On sent une inspiration de Cube dans le concept général mais quelles ont été tes autres inspirations ?


J’adore Cube, je l’ai revu il n’y a pas longtemps et je ne l’avais pas revu depuis que j’étais ado donc bien sûr il y a des inspirations indirectes mais je ne l’ai pas revu exprès pour me dire « tiens qu’est-ce que je vais aller lui piquer à Vincenzo [Natali] ».

Je voulais faire un film qui raconte autre chose, qui soit plus dans la mythologie, dans le mysticisme et que ça parle de foi, de vie après la mort, de résurrection sans que ce soit le sujet.

Après des inspirations sur Méandre il y en a plein, ça s’inspire beaucoup du jeu vidéo aussi il y a un côté épreuve. Inconsciemment, il y a tout un truc sur la progression comme dans un jeu vidéo vers le die and retry non pas que ça en soit un non plus. Après c’est des influences qui viennent toutes seules quand tu écris et que tu réalises etc., tes références sortent de partout et j’aime bien mélanger. Par exemple, mon prochain film c’est pas mal inspiré de Lovecraft. C’est rare en tous cas pour moi de me poser et de me demander ce que je vais prendre comme référence pour le film même si tu l’as au tout début quand tu développes les films et que tu les présentes souvent tu mets des poster. Donc pour Méandre on avait un poster de Cube, de Buried mais aussi des trucs d’Hideo Kojima


Pour rester en vie dans Hostile, Juliette doit rester au même endroit alors que dans Méandre c'est précisément le contraire quelle perspective trouves-tu la + intéressante ?

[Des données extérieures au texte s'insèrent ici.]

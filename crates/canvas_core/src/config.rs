use canvas_protocol::{ColorScheme, Pen};
use canvas_runtime::{PenError, validate_pen};
use frame_scheduler::FrameSchedulerConfig;
use serde::{Deserialize, Serialize};
use thiserror::Error;

#[derive(Debug, Error)]
pub enum ConfigError {
    #[error("malformed canvas config: {0}")]
    Parse(#[from] serde_json::Error),
    #[error("default pen rejected: {0}")]
    DefaultPen(#[from] PenError),
}

#[derive(Debug, Clone, Copy, PartialEq, Default, Serialize, Deserialize)]
#[serde(default)]
pub struct CanvasCoreConfig {
    /// Active pen until the first `set_active_pen`.
    pub default_pen: Pen,
    /// Scheme given to every runtime created by `init_canvas_runtime`.
    pub initial_color_scheme: ColorScheme,
    pub scheduler: FrameSchedulerConfig,
}

impl CanvasCoreConfig {
    pub fn from_json_str(json: &str) -> Result<Self, ConfigError> {
        let config: Self = serde_json::from_str(json)?;
        config.validate()?;
        Ok(config)
    }

    pub fn to_json_string(&self) -> Result<String, ConfigError> {
        Ok(serde_json::to_string_pretty(self)?)
    }

    pub fn validate(&self) -> Result<(), ConfigError> {
        validate_pen(&self.default_pen)?;
        Ok(())
    }
}
//! Canvas state shared between the input thread and the render thread.
//!
//! The input side feeds a [`CanvasRuntime`] through the stroke lifecycle
//! calls; the render side takes a [`CanvasSnapshot`] and rasterizes it into
//! any [`RasterTarget`] without holding the runtime lock.

pub mod arena;
pub mod pen;
pub mod raster;
pub mod runtime;
pub mod snapshot;

pub use arena::{ArenaError, CanvasArena};
pub use pen::{PenError, PenState, validate_pen};
pub use raster::{DrawError, RasterStats, RasterTarget, RecordedPolyline, StrokePaint};
pub use runtime::CanvasRuntime;
pub use snapshot::CanvasSnapshot;
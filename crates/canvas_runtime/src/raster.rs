use canvas_protocol::{PixelPoint, Rgba};
use thiserror::Error;

/// Resolved paint for one stroke: color for the current scheme and width in
/// target pixels.
#[derive(Debug, Clone, Copy, PartialEq)]
pub struct StrokePaint {
    pub color: Rgba,
    pub width: f64,
}

/// Receiver of rasterized strokes. Implemented by GPU encoders and by test
/// recorders.
pub trait RasterTarget {
    fn draw_polyline(&mut self, points: &[PixelPoint], paint: &StrokePaint);
}

#[derive(Debug, Clone, Copy, PartialEq, Eq, Default)]
pub struct RasterStats {
    pub strokes_drawn: usize,
    /// Strokes with no points. They are valid and draw nothing.
    pub strokes_skipped: usize,
    pub points_drawn: usize,
}

#[derive(Debug, Clone, Copy, PartialEq, Eq, Error)]
pub enum DrawError {
    #[error("no raster target supplied")]
    InvalidTarget,
}

#[derive(Debug, Clone, PartialEq)]
pub struct RecordedPolyline {
    pub points: Vec<PixelPoint>,
    pub paint: StrokePaint,
}

impl RasterTarget for Vec<RecordedPolyline> {
    fn draw_polyline(&mut self, points: &[PixelPoint], paint: &StrokePaint) {
        self.push(RecordedPolyline {
            points: points.to_vec(),
            paint: *paint,
        });
    }
}
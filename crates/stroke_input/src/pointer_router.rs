use thiserror::Error;

use crate::{StrokeId, StrokeInputError, StrokeLifecycleError, StrokeSink, stroke_point};

#[derive(Debug, Clone, Copy, PartialEq, Eq)]
pub enum PointerEventPhase {
    Hover,
    Down,
    Move,
    Up,
    Cancel,
}

/// A pointer sample in view pixels, as delivered by the platform view.
#[derive(Debug, Clone, Copy, PartialEq)]
pub struct RawPointerSample {
    pub pointer_id: u64,
    pub phase: PointerEventPhase,
    pub x_px: f64,
    pub y_px: f64,
    pub view_width: f64,
    pub view_height: f64,
}

impl RawPointerSample {
    fn normalized(&self) -> (f64, f64) {
        (self.x_px / self.view_width, self.y_px / self.view_height)
    }
}

#[derive(Debug, Clone, Copy, PartialEq, Eq)]
pub enum RouteOutcome {
    Ignored,
    Opened(StrokeId),
    Recorded,
    Sealed(StrokeId),
}

#[derive(Debug, Clone, Copy, PartialEq, Error)]
pub enum PointerRouteError {
    #[error("pointer {actual} does not own the open stroke (owner {expected})")]
    PointerIdMismatch { expected: u64, actual: u64 },
    #[error(transparent)]
    Input(#[from] StrokeInputError),
}

impl From<StrokeLifecycleError> for PointerRouteError {
    fn from(error: StrokeLifecycleError) -> Self {
        Self::Input(StrokeInputError::InvalidState(error))
    }
}

/// Turns a pointer event stream into stroke lifecycle calls. One pointer owns
/// the stroke from Down until Up or Cancel.
#[derive(Debug, Default)]
pub struct PointerStrokeRouter {
    active_pointer: Option<u64>,
}

impl PointerStrokeRouter {
    pub fn new() -> Self {
        Self::default()
    }

    pub fn active_pointer(&self) -> Option<u64> {
        self.active_pointer
    }

    /// Drops pointer ownership without touching the sink.
    pub fn reset(&mut self) {
        self.active_pointer = None;
    }

    pub fn route<S>(
        &mut self,
        sample: RawPointerSample,
        sink: &S,
    ) -> Result<RouteOutcome, PointerRouteError>
    where
        S: StrokeSink + ?Sized,
    {
        match sample.phase {
            PointerEventPhase::Hover => Ok(RouteOutcome::Ignored),
            PointerEventPhase::Down => self.handle_down(sample, sink),
            PointerEventPhase::Move => {
                self.check_owner(sample.pointer_id)?;
                record(sample, sink)?;
                Ok(RouteOutcome::Recorded)
            }
            PointerEventPhase::Up => {
                self.check_owner(sample.pointer_id)?;
                // Ownership ends with Up even when the sink no longer has the
                // stroke open.
                self.active_pointer = None;
                let recorded = record(sample, sink);
                let id = sink.end_stroke()?;
                // The stroke is sealed either way; a rejected last sample is
                // still reported to the caller.
                recorded?;
                Ok(RouteOutcome::Sealed(id))
            }
            PointerEventPhase::Cancel => {
                self.check_owner(sample.pointer_id)?;
                self.active_pointer = None;
                let id = sink.end_stroke()?;
                Ok(RouteOutcome::Sealed(id))
            }
        }
    }

    fn handle_down<S>(
        &mut self,
        sample: RawPointerSample,
        sink: &S,
    ) -> Result<RouteOutcome, PointerRouteError>
    where
        S: StrokeSink + ?Sized,
    {
        if let Some(owner) = self.active_pointer {
            if owner != sample.pointer_id {
                return Err(PointerRouteError::PointerIdMismatch {
                    expected: owner,
                    actual: sample.pointer_id,
                });
            }
            return Err(StrokeLifecycleError::StrokeAlreadyOpen.into());
        }
        // A sample the sink would reject must not leave an empty stroke open.
        let (x, y) = sample.normalized();
        stroke_point(sample.view_width, sample.view_height, x, y)?;
        let id = sink.begin_stroke()?;
        self.active_pointer = Some(sample.pointer_id);
        record(sample, sink)?;
        Ok(RouteOutcome::Opened(id))
    }

    fn check_owner(&self, pointer_id: u64) -> Result<(), PointerRouteError> {
        match self.active_pointer {
            None => Err(StrokeLifecycleError::NoOpenStroke.into()),
            Some(owner) if owner != pointer_id => Err(PointerRouteError::PointerIdMismatch {
                expected: owner,
                actual: pointer_id,
            }),
            Some(_) => Ok(()),
        }
    }
}

fn record<S>(sample: RawPointerSample, sink: &S) -> Result<(), StrokeInputError>
where
    S: StrokeSink + ?Sized,
{
    let (x, y) = sample.normalized();
    sink.record_stroke_point(sample.view_width, sample.view_height, x, y)
}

Pour répondre indirectement à ta question, je trouve qu’il y a un peu la même démarche. Dans Hostile, elle se déplace dans ses souvenirs donc l’idée c’était qu’il y ait un déplacement et une progression de la narration en lien avec son passé. Là l’idée c’est plus d’avoir un rapport de progression physique et mentale donc c’est toujours assez bicéphale quand j’écris quelque chose et dans le prochain c’est aussi le cas mais d’une autre façon. Donc ma préférée je ne sais pas mais quand tu fais un premier film on dit souvent que tu mets tout dedans parce que tu ne sais pas si ça ne va pas être le premier et le dernier en même temps donc dedans il y a tout et c’est souvent les qualités et les défauts des premiers films. Je dirai que Méandre est plus tourné vers le public, que ce soit un peu un ride et que ce soit une expérience pour le spectateur là où Hostile comme c’était pour moi et que c’était un scénario que je travaillais depuis longtemps, je voulais mettre plein de choses qui m’intéressait vraiment. Non pas que Méandre ne m’intéresse pas mais c’est un film plus tourné vers le public pour faire vivre l’expérience sensorielle physique et mentale ou juste prendre son pied à regarder le film et à vouloir savoir la fin. Sans choisir, c’est deux films très différents malgré leurs points communs.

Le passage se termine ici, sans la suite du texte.